Le bilinguisme est aussi dans nos assiettes : tel était le message de Karen Le Billon, qui intervenait lors de la conférence « Living with two languages », samedi 13 avril au lycée français de New York. Cette enseignante-chercheuse canadienne de la British Columbia University a passé une année en Bretagne, accompagnée de son mari et de ses deux enfants. Sur place, elle a été frappée par l’éducation des jeunes français vis à vis de l’alimentation : elle en a écrit un livre, paru en 2012 : « French children eat everything ».
French Morning : Vous défendez l’idée que les enfants devraient apprendre à « manger bilingue ». Que signifie cette expression ?

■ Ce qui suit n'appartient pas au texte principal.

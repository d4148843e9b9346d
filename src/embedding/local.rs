//! Local ONNX Runtime embedding provider.
//!
//! Runs all-MiniLM-L6-v2 through `ort`: tokenization, inference, attention-masked
//! mean pooling, then L2 normalization.

use std::sync::Mutex;

use anyhow::Context;
use ort::session::Session;
use ort::value::Tensor;
use tokenizers::Tokenizer;

use super::{ensure_text, l2_normalize, EmbeddingError, EmbeddingProvider};
use crate::config::EmbeddingConfig;

/// Output width of all-MiniLM-L6-v2.
pub const LOCAL_MODEL_DIM: usize = 384;

/// Maximum sequence length for all-MiniLM-L6-v2 (trained at 256).
const MAX_SEQ_LEN: usize = 256;

pub struct LocalEmbeddingProvider {
    session: Mutex<Session>,
    tokenizer: Tokenizer,
    model_id: String,
}

// Safety: Tokenizer is Send+Sync. Session is only reached through the Mutex.
unsafe impl Send for LocalEmbeddingProvider {}
unsafe impl Sync for LocalEmbeddingProvider {}

impl LocalEmbeddingProvider {
    pub fn new(config: &EmbeddingConfig) -> anyhow::Result<Self> {
        let cache_dir = crate::config::expand_tilde(&config.cache_dir);
        let model_path = cache_dir.join("model.onnx");
        let tokenizer_path = cache_dir.join("tokenizer.json");

        anyhow::ensure!(
            model_path.exists(),
            "ONNX model not found at {}. Run `lorekeep model download` first.",
            model_path.display()
        );
        anyhow::ensure!(
            tokenizer_path.exists(),
            "Tokenizer not found at {}. Run `lorekeep model download` first.",
            tokenizer_path.display()
        );

        let session = Session::builder()?
            .with_optimization_level(ort::session::builder::GraphOptimizationLevel::Level3)?
            .with_intra_threads(4)?
            .commit_from_file(&model_path)
            .context("failed to load ONNX model")?;

        tracing::info!(model = %model_path.display(), "ONNX model loaded");

        let mut tokenizer = Tokenizer::from_file(&tokenizer_path)
            .map_err(|e| anyhow::anyhow!("failed to load tokenizer: {e}"))?;

        tokenizer
            .with_truncation(Some(tokenizers::TruncationParams {
                max_length: MAX_SEQ_LEN,
                ..Default::default()
            }))
            .map_err(|e| anyhow::anyhow!("failed to set truncation: {e}"))?;

        tokenizer.with_padding(Some(tokenizers::PaddingParams {
            strategy: tokenizers::PaddingStrategy::BatchLongest,
            ..Default::default()
        }));

        Ok(Self {
            session: Mutex::new(session),
            tokenizer,
            model_id: config.model.clone(),
        })
    }

    fn run_batch(&self, texts: &[&str]) -> Result<Vec<Vec<f32>>, EmbeddingError> {
        let encodings = self
            .tokenizer
            .encode_batch(texts.to_vec(), true)
            .map_err(|e| EmbeddingError::Tokenizer(e.to_string()))?;

        let batch_size = encodings.len();
        let seq_len = encodings[0].get_ids().len();

        let mut input_ids = Vec::with_capacity(batch_size * seq_len);
        let mut attention_mask = Vec::with_capacity(batch_size * seq_len);
        for encoding in &encodings {
            input_ids.extend(encoding.get_ids().iter().map(|&id| id as i64));
            attention_mask.extend(encoding.get_attention_mask().iter().map(|&m| m as i64));
        }

        let shape = vec![batch_size as i64, seq_len as i64];
        let input_ids_tensor = Tensor::from_array((shape.clone(), input_ids.into_boxed_slice()))
            .map_err(model_err)?;
        let attention_mask_tensor =
            Tensor::from_array((shape.clone(), attention_mask.clone().into_boxed_slice()))
                .map_err(model_err)?;
        // single-sentence input: segment ids are all zero
        let token_type_ids_tensor =
            Tensor::from_array((shape, vec![0i64; batch_size * seq_len].into_boxed_slice()))
                .map_err(model_err)?;

        let mut session = self
            .session
            .lock()
            .map_err(|e| EmbeddingError::Model(format!("session lock poisoned: {e}")))?;

        let outputs = session
            .run(ort::inputs! {
                "input_ids" => input_ids_tensor,
                "attention_mask" => attention_mask_tensor,
                "token_type_ids" => token_type_ids_tensor,
            })
            .map_err(model_err)?;

        // Output name varies by export.
        let token_embeddings = outputs
            .get("token_embeddings")
            .or_else(|| outputs.get("last_hidden_state"))
            .unwrap_or_else(|| &outputs[0]);

        let (shape, data) = token_embeddings
            .try_extract_tensor::<f32>()
            .map_err(model_err)?;

        let dims: &[i64] = &shape;
        if dims.len() != 3 {
            return Err(EmbeddingError::Model(format!(
                "unexpected token_embeddings shape: {dims:?}"
            )));
        }
        let hidden_dim = dims[2] as usize;
        if hidden_dim != LOCAL_MODEL_DIM {
            return Err(EmbeddingError::DimensionMismatch {
                expected: LOCAL_MODEL_DIM,
                actual: hidden_dim,
            });
        }
        let actual_seq_len = dims[1] as usize;

        let mut results = Vec::with_capacity(batch_size);
        for b in 0..batch_size {
            let mut pooled = vec![0.0f32; hidden_dim];
            let mut count = 0.0f32;

            for s in 0..actual_seq_len {
                let mask = attention_mask[b * seq_len + s] as f32;
                if mask > 0.0 {
                    let offset = (b * actual_seq_len + s) * hidden_dim;
                    for (d, acc) in pooled.iter_mut().enumerate() {
                        *acc += data[offset + d] * mask;
                    }
                    count += mask;
                }
            }

            if count > 0.0 {
                pooled.iter_mut().for_each(|x| *x /= count);
            }

            l2_normalize(&mut pooled);
            results.push(pooled);
        }

        Ok(results)
    }
}

fn model_err(e: impl std::fmt::Display) -> EmbeddingError {
    EmbeddingError::Model(e.to_string())
}

impl EmbeddingProvider for LocalEmbeddingProvider {
    fn encode(&self, text: &str) -> Result<Vec<f32>, EmbeddingError> {
        ensure_text(text)?;
        self.run_batch(&[text])?
            .pop()
            .ok_or_else(|| EmbeddingError::Model("model returned no vectors".into()))
    }

    fn encode_batch(&self, texts: &[&str]) -> Result<Vec<Vec<f32>>, EmbeddingError> {
        if texts.is_empty() {
            return Ok(vec![]);
        }
        for text in texts {
            ensure_text(text)?;
        }
        self.run_batch(texts)
    }

    fn dimensions(&self) -> usize {
        LOCAL_MODEL_DIM
    }

    fn model_id(&self) -> &str {
        &self.model_id
    }
}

Karen Le Billon : Comme on peut apprendre à parler une autre langue, on peut éduquer ses enfants à manger différemment, à comprendre le rapport qu’entretiennent d’autres cultures à la nourriture. Cela peut passer par des jeux sur le gout, des expériences, des histoires… On peut leur raconter d’où viennent de nouveaux aliments, la façon dont on les prépare, comment on les consomme. Cela leur donnera envie de les gouter !
Qu’est ce que cette éducation peut apporter aux enfants ?
Le fait d’avoir été exposé, comme les jeunes Français, à une vaste diversité de gouts pendant leur petite enfance permet d’apprécier une plus grande variété d’aliments. Et d’éviter les comportements de « picky eater » (enfants très difficiles avec la nourriture). Cela donne aussi une plus grande ouverture sur le monde, plus de flexibilité, un vocabulaire plus riche. Pour les enfants comme pour les adultes, c’est un éveil sensoriel, une manière de développer son intelligence émotionnelle.
Quelles sont les choses qui vous ont étonné dans le rapport qu’entretiennent les jeunes Français à la nourriture ?
Pour les Français, la nourriture est un puissant facteur de socialisation. La prise du repas à table, avec toute la famille, est un moyen pour les enfants d’apprendre à parler avec les adultes, et de se cultiver sur la nourriture. J’ai aussi remarqué qu’en France, les enfants intériorisent très tôt certaines règles, comme l’interdiction du “snacking”. Ils apprécient aussi davantage les légumes, car leur parents leur disent d’en manger pas seulement parce qu’ils sont bons pour leur santé, mais aussi parce qu’ils peuvent être délicieux !
En France, quel rôle joue l’école dans cet apprentissage ?
Certaines initiatives, comme la semaine du gout, permettent aux enfants de découvrir des aliments, d’expérimenter de nouveaux gouts. Mais surtout, la place accordée au déjeuner est radicalement différente de celle qui prévaut ici : mes filles avaient 1h30 ou 2 heures pour déjeuner, et le repas se prenait dans un lieu dédié. A Vancouver, elles disposent de 10 minutes ! J’ai aussi été très surprise par les menus servis dans les cantines, avec leurs quatre plats (entrée, plat, fromage, dessert), ce qui est très peu commun ici. Ces menus sont d’une grande variété, et le même plat ne peut pas être servi plus de deux fois par mois.
Aussi, les enfants doivent manger ce qui leur est proposé, les possibilité de choix sont très limitées. Cela surprend beaucoup les parents américains, qui ne comprennent pas que l’on puisse imposer un menu aux enfants. Il y a cette idée en France que les enfants peuvent aimer n’importe quel type d’aliment s’ils le goutent suffisamment de fois.